• [Try it]: Starting at the line with "pub const DEFAULT_EXTENSION: &str" and going on through the line with "pub const DURATION_TRAILER: &str", reproduce each line in the records below exactly and nothing more.

• [The data]:
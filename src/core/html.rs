// src/core/html.rs
use log::warn;
use scraper::{ElementRef, Html, Selector};

use super::sanitize::{normalize_entities, normalize_ws};

/// Parsed page. html5ever recovers from any input, so parsing cannot fail.
pub struct Document {
    html: Html,
}

impl Document {
    pub fn parse(text: &str) -> Self {
        Self { html: Html::parse_document(text) }
    }

    /// First element `<tag attr="value">` (exact, case-sensitive value), or `None`.
    pub fn locate(&self, tag: &str, attr: &str, value: &str) -> Option<Fragment<'_>> {
        let sel = compile(tag, attr, value)?;
        self.html.select(&sel).next().map(Fragment)
    }
}

fn compile(tag: &str, attr: &str, value: &str) -> Option<Selector> {
    let escaped = value.replace('\\', "\\\\").replace('"', "\\\"");
    let css = format!(r#"{tag}[{attr}="{escaped}"]"#);
    match Selector::parse(&css) {
        Ok(sel) => Some(sel),
        Err(e) => {
            warn!("bad selector {css}: {e:?}");
            None
        }
    }
}

/// One located element.
#[derive(Clone, Copy)]
pub struct Fragment<'a>(ElementRef<'a>);

impl<'a> Fragment<'a> {
    /// Serialized outer markup, the input of the token grammars.
    pub fn markup(&self) -> String {
        self.0.html()
    }

    /// Serialized markup between the opening and closing tag.
    pub fn inner_markup(&self) -> String {
        self.0.inner_html()
    }

    /// Everything between the opening and closing tag, tags stripped.
    pub fn inner_text(&self) -> String {
        normalize_ws(&self.0.text().collect::<String>())
    }

    pub fn first_text(&self) -> Option<&'a str> {
        self.0.text().next()
    }

    pub fn attr(&self, name: &str) -> Option<&'a str> {
        self.0.value().attr(name)
    }

    pub fn find(&self, tag: &str) -> Option<Fragment<'a>> {
        let sel = Selector::parse(tag).ok()?;
        self.0.select(&sel).next().map(Fragment)
    }
}

/// Drop `<...>` runs; an unterminated `<` swallows the rest.
pub fn strip_tags<S: AsRef<str>>(s: S) -> String {
    let s = s.as_ref();

    let mut out = String::with_capacity(s.len());
    let mut in_tag = false;

    for ch in s.chars() {
        match ch {
            '<' => in_tag = true,
            '>' => in_tag = false,
            _ if !in_tag => out.push(ch),
            _ => {}
        }
    }
    normalize_ws(&normalize_entities(&out))
}

#[cfg(test)]
mod tests {
    use super::*;

    const PAGE: &str = r#"
        <html><body>
          <span class="avg_rating_friends">1.00</span>
          <span class="avg_rating" itemprop="ratingValue">
            4.21
          </span>
          <span class="num_ratings">from <span>2,500</span> ratings</span>
          <a class="artist" href="/artist/boris">Boris</a>
          <a class="Artist" href="/artist/other">Other</a>
          <meta itemprop="name" content="Flood &amp; More">
        </body></html>
    "#;

    #[test]
    fn locate_is_exact_on_value() {
        let doc = Document::parse(PAGE);
        let rating = doc.locate("span", "class", "avg_rating").unwrap();
        assert_eq!(rating.first_text().map(str::trim), Some("4.21"));
        assert!(doc.locate("span", "class", "avg").is_none());
        assert!(doc.locate("div", "class", "avg_rating").is_none());
    }

    #[test]
    fn locate_is_case_sensitive() {
        let doc = Document::parse(PAGE);
        assert_eq!(doc.locate("a", "class", "artist").unwrap().inner_text(), "Boris");
        assert_eq!(doc.locate("a", "class", "Artist").unwrap().inner_text(), "Other");
    }

    #[test]
    fn absent_and_unparsable_selectors_are_none() {
        let doc = Document::parse(PAGE);
        assert!(doc.locate("span", "class", "tracklist_total").is_none());
        assert!(doc.locate("span", "cl ass", "x").is_none());
    }

    #[test]
    fn quotes_in_value_do_not_break_selector() {
        let doc = Document::parse(r#"<b title='say "hi"'>ok</b>"#);
        assert_eq!(doc.locate("b", "title", r#"say "hi""#).unwrap().inner_text(), "ok");
    }

    #[test]
    fn fragment_accessors() {
        let doc = Document::parse(PAGE);
        let meta = doc.locate("meta", "itemprop", "name").unwrap();
        assert_eq!(meta.attr("content"), Some("Flood & More"));

        let count = doc.locate("span", "class", "num_ratings").unwrap();
        assert_eq!(count.first_text(), Some("from "));
        assert_eq!(count.find("span").and_then(|f| f.first_text()), Some("2,500"));
        assert_eq!(count.inner_text(), "from 2,500 ratings");
        assert!(count.markup().starts_with(r#"<span class="num_ratings">"#));
        assert_eq!(count.inner_markup(), "from <span>2,500</span> ratings");
    }

    #[test]
    fn strip_tags_drops_markup() {
        assert_eq!(strip_tags("Total length: <b>45:12</b></span>"), "Total length: 45:12");
        assert_eq!(strip_tags("a &amp; b <i"), "a & b");
    }
}
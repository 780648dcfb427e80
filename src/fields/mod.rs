// src/fields/mod.rs
//! Field grammars. Each parser takes the raw fragment (or `None` when the
//! locator found nothing) and yields a typed value. Missing or malformed input
//! maps to a sentinel: `""` for list fields, `None` for scalars.

pub mod descriptors;
pub mod duration;
pub mod genres;
pub mod rating;

use crate::config::consts::LIST_SEP;

/// Append one list item in the colon-terminated encoding.
pub(crate) fn push_item(out: &mut String, item: &str) {
    out.push_str(item);
    out.push(LIST_SEP);
}
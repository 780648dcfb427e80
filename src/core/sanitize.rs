// src/core/sanitize.rs

/// Decode the entities an HTML serializer emits, plus numeric references.
/// Unknown or unterminated references are kept verbatim.
pub fn normalize_entities(s: &str) -> String {
    if !s.contains('&') {
        return s!(s);
    }
    let mut out = String::with_capacity(s.len());
    let mut rest = s;
    while let Some(amp) = rest.find('&') {
        out.push_str(&rest[..amp]);
        rest = &rest[amp..];
        let decoded = rest
            .find(';')
            .filter(|&semi| semi <= 10)
            .and_then(|semi| decode_entity(&rest[1..semi]).map(|c| (c, semi)));
        match decoded {
            Some((c, semi)) => {
                out.push(c);
                rest = &rest[semi + 1..];
            }
            None => {
                out.push('&');
                rest = &rest[1..];
            }
        }
    }
    out.push_str(rest);
    out
}

fn decode_entity(name: &str) -> Option<char> {
    match name {
        "amp" => Some('&'),
        "lt" => Some('<'),
        "gt" => Some('>'),
        "quot" => Some('"'),
        "apos" => Some('\''),
        "nbsp" => Some(' '),
        _ => {
            let num = name.strip_prefix('#')?;
            let code = match num.strip_prefix(['x', 'X']) {
                Some(hex) => u32::from_str_radix(hex, 16).ok()?,
                None => num.parse().ok()?,
            };
            char::from_u32(code)
        }
    }
}

pub fn normalize_ws(s: &str) -> String {
    let mut out = String::with_capacity(s.len());
    let mut prev_space = false;
    for ch in s.chars() {
        if ch.is_whitespace() {
            if !prev_space { out.push(' '); prev_space = true; }
        } else { out.push(ch); prev_space = false; }
    }
    out.trim().to_string()
}

/// Last run of exactly four ASCII digits not glued to other digits.
pub fn last_year(s: &str) -> Option<&str> {
    let bytes = s.as_bytes();
    let mut end = bytes.len();
    while end > 0 {
        if !bytes[end - 1].is_ascii_digit() {
            end -= 1;
            continue;
        }
        let mut start = end;
        while start > 0 && bytes[start - 1].is_ascii_digit() {
            start -= 1;
        }
        if end - start == 4 {
            return Some(&s[start..end]);
        }
        end = start;
    }
    None
}

/// First run of exactly four ASCII digits not glued to other digits.
pub fn first_year(s: &str) -> Option<&str> {
    let bytes = s.as_bytes();
    let mut start = 0;
    while start < bytes.len() {
        if !bytes[start].is_ascii_digit() {
            start += 1;
            continue;
        }
        let mut end = start;
        while end < bytes.len() && bytes[end].is_ascii_digit() {
            end += 1;
        }
        if end - start == 4 {
            return Some(&s[start..end]);
        }
        start = end;
    }
    None
}
// src/specs/album.rs
//! Album page: where each field lives and how it is read.
//!
//! Column shape is fixed (see `AlbumRecord::HEADERS`). Every lookup tolerates
//! absence; a missing or malformed fragment becomes that field's sentinel and
//! is logged at debug level only.

use std::path::Path;

use log::debug;

use crate::core::html::{Document, Fragment};
use crate::core::sanitize::{first_year, last_year, normalize_ws};
use crate::error::{DocumentError, FieldError};
use crate::fields::{descriptors, duration, genres, rating};
use crate::record::AlbumRecord;
use crate::source::read_document;

/// `tag[attr="value"]`, matched exactly.
#[derive(Clone, Copy, Debug, PartialEq, Eq)]
pub struct FieldSelector {
    pub field: &'static str,
    pub tag: &'static str,
    pub attr: &'static str,
    pub value: &'static str,
}

const fn sel(field: &'static str, tag: &'static str, attr: &'static str, value: &'static str) -> FieldSelector {
    FieldSelector { field, tag, attr, value }
}

pub const ARTIST: FieldSelector = sel("artist", "a", "class", "artist");
pub const ALBUM: FieldSelector = sel("album", "meta", "itemprop", "name");
pub const RELEASE: FieldSelector = sel("year", "div", "class", "issue_info_bottom");
pub const RATING: FieldSelector = sel("rating", "span", "class", "avg_rating");
pub const COUNT: FieldSelector = sel("rating_count", "span", "class", "num_ratings");
pub const PRIMARY_GENRES: FieldSelector = sel("primary_genres", "span", "class", "release_pri_genres");
pub const SECONDARY_GENRES: FieldSelector = sel("secondary_genres", "span", "class", "release_sec_genres");
pub const DESCRIPTORS: FieldSelector = sel("descriptors", "span", "class", "release_pri_descriptors");
pub const LENGTH: FieldSelector = sel("total_length", "span", "class", "tracklist_total");

/// Lookup order, which is also column order.
pub const SELECTORS: [FieldSelector; AlbumRecord::FIELD_COUNT] = [
    ARTIST, ALBUM, RELEASE, RATING, COUNT, PRIMARY_GENRES, SECONDARY_GENRES, DESCRIPTORS, LENGTH,
];

/// Read one saved page and assemble it. Only an unreadable file is an error.
pub fn assemble_file(path: &Path) -> Result<AlbumRecord, DocumentError> {
    let text = read_document(path)?;
    Ok(assemble(&text))
}

/// Assemble one record from page text. Never fails.
pub fn assemble(text: &str) -> AlbumRecord {
    let doc = Document::parse(text);
    let find = |s: &FieldSelector| doc.locate(s.tag, s.attr, s.value);

    let artist = text_or_empty(&ARTIST, find(&ARTIST).map(|f| f.inner_text()));
    let album = text_or_empty(&ALBUM, find(&ALBUM).map(|f| album_title(&f)));
    let year = text_or_empty(&RELEASE, release_year(find(&RELEASE)));

    let avg = find(&RATING);
    let rating = sentinel(&RATING, rating::rating(avg.and_then(|f| f.first_text())));

    let count = find(&COUNT);
    let nested = count.map(|f| f.find("span").unwrap_or(f));
    let rating_count = sentinel(&COUNT, rating::count(nested.and_then(|f| f.first_text())));

    let markup = |s: &FieldSelector| find(s).map(|f| f.markup());
    let primary_genres = genres::parse(markup(&PRIMARY_GENRES).as_deref());
    let secondary_genres = genres::parse(markup(&SECONDARY_GENRES).as_deref());
    let body = find(&DESCRIPTORS).map(|f| f.inner_markup());
    let descriptors = descriptors::parse_body(body.as_deref());
    let total_length = sentinel(&LENGTH, duration::extract(markup(&LENGTH).as_deref()));

    AlbumRecord::new(
        artist,
        album,
        year,
        rating,
        rating_count,
        primary_genres,
        secondary_genres,
        descriptors,
        total_length,
    )
}

fn album_title(f: &Fragment<'_>) -> String {
    match f.attr("content") {
        Some(content) => normalize_ws(content),
        None => f.inner_text(),
    }
}

/// The release element also carries label and catalog number, so the date
/// child wins: its `title` (the full date), then its text. Without one, the
/// first titled child, then the first four-digit run of the text.
fn release_year(f: Option<Fragment<'_>>) -> Option<String> {
    let f = f?;
    if let Some(date) = f.find(".issue_year") {
        let year = date.attr("title").and_then(last_year).map(str::to_owned);
        if let Some(year) = year.or_else(|| first_year(&date.inner_text()).map(str::to_owned)) {
            return Some(year);
        }
    }
    if let Some(year) = f.find("[title]").and_then(|t| t.attr("title")).and_then(last_year) {
        return Some(s!(year));
    }
    first_year(&f.inner_text()).map(str::to_owned)
}

fn text_or_empty(s: &FieldSelector, value: Option<String>) -> String {
    match value {
        Some(v) if !v.is_empty() => v,
        _ => {
            debug!("{}: {}", s.field, FieldError::Missing);
            s!()
        }
    }
}

fn sentinel<T>(s: &FieldSelector, value: Result<T, FieldError>) -> Option<T> {
    value.map_err(|e| debug!("{}: {e}", s.field)).ok()
}
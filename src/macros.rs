// src/macros.rs
#[macro_export]
macro_rules! s {
    // String shorthand!

    // Zero-arg → String::new()
    () => {
        ::std::string::String::new()
    };
    // Any single expression — works for literals, consts, or vars
    ($expr:expr) => {
        ::std::string::String::from($expr)
    };
}

#[macro_export]
macro_rules! join {
    // String-type concatenation shorthand!
    ($first:expr $(, $rest:expr)+ $(,)?) => {{
        let mut s = ::std::string::String::from($first);
        $(
            s.push_str($rest);
        )+
        s
    }};
}
// src/config/consts.rs

// Source
pub const DEFAULT_EXTENSION: &str = "html";

// Export
pub const DEFAULT_OUT_FILE: &str = "Popular All Time Sample.csv";

// Field grammars
pub const LIST_SEP: char = ':';
pub const LINK_CLOSE: &str = "</a";
pub const DURATION_LABEL: &str = "Total length:";
pub const DURATION_TRAILER: &str = "</span";
pub const MAX_RATING: f64 = 5.0;

// Concurrency
pub const DEFAULT_WORKERS: usize = 1;
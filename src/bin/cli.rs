// src/bin/cli.rs
use clap::Parser;
use color_eyre::eyre::{Result, WrapErr};

use rym_scrape::cli::{self, Args};

fn main() -> Result<()> {
    color_eyre::install()?;
    let args = Args::parse();

    env_logger::Builder::new()
        .filter_level(args.log_level())
        .parse_default_env()
        .init();

    let summary = cli::run(&args).wrap_err("batch could not start")?;
    println!(
        "{} of {} document(s) written to {} ({} unreadable, {} write failures)",
        summary.written,
        summary.documents,
        summary.out_path.display(),
        summary.unreadable,
        summary.write_failures,
    );
    Ok(())
}
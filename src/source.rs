// src/source.rs
use std::{fs, path::{Path, PathBuf}};

use log::warn;
use walkdir::WalkDir;

use crate::config::options::SourceOptions;
use crate::error::{ConfigError, DocumentError};

/// Saved pages under `src.dir` with the configured extension, sorted by path.
/// Non-recursive unless `src.recursive`. Entries that vanish mid-walk are skipped.
pub fn enumerate(src: &SourceOptions) -> Result<Vec<PathBuf>, ConfigError> {
    if !src.dir.exists() {
        return Err(ConfigError::MissingSource(src.dir.clone()));
    }
    if !src.dir.is_dir() {
        return Err(ConfigError::SourceNotDir(src.dir.clone()));
    }

    let mut walk = WalkDir::new(&src.dir).min_depth(1).sort_by_file_name();
    if !src.recursive {
        walk = walk.max_depth(1);
    }

    let mut out = Vec::new();
    for entry in walk {
        let entry = match entry {
            Ok(e) => e,
            // The root itself failing means nothing can be listed.
            Err(e) if e.depth() == 0 => {
                return Err(ConfigError::Enumerate { path: src.dir.clone(), source: e });
            }
            Err(e) => {
                warn!("skipping unlistable entry: {e}");
                continue;
            }
        };
        if entry.file_type().is_file() && src.matches(entry.path()) {
            out.push(entry.into_path());
        }
    }
    out.sort();
    Ok(out)
}

/// Read a page as text. Invalid UTF-8 is replaced rather than rejected.
pub fn read_document(path: &Path) -> Result<String, DocumentError> {
    let bytes = fs::read(path).map_err(|source| DocumentError::Unreadable {
        path: path.to_path_buf(),
        source,
    })?;
    Ok(decode(&bytes))
}

pub fn decode(bytes: &[u8]) -> String {
    let bytes = bytes.strip_prefix(b"\xEF\xBB\xBF").unwrap_or(bytes);
    String::from_utf8_lossy(bytes).into_owned()
}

• [Result of this exercise]:
pub const DEFAULT_EXTENSION: &str = "html";

// Export
pub const DEFAULT_OUT_FILE: &str = "Popular All Time Sample.csv";

// Field grammars
pub const LIST_SEP: char = ':';
pub const LINK_CLOSE: &str = "</a";
pub const DURATION_LABEL: &str = "Total length:";
pub const DURATION_TRAILER: &str = "</span";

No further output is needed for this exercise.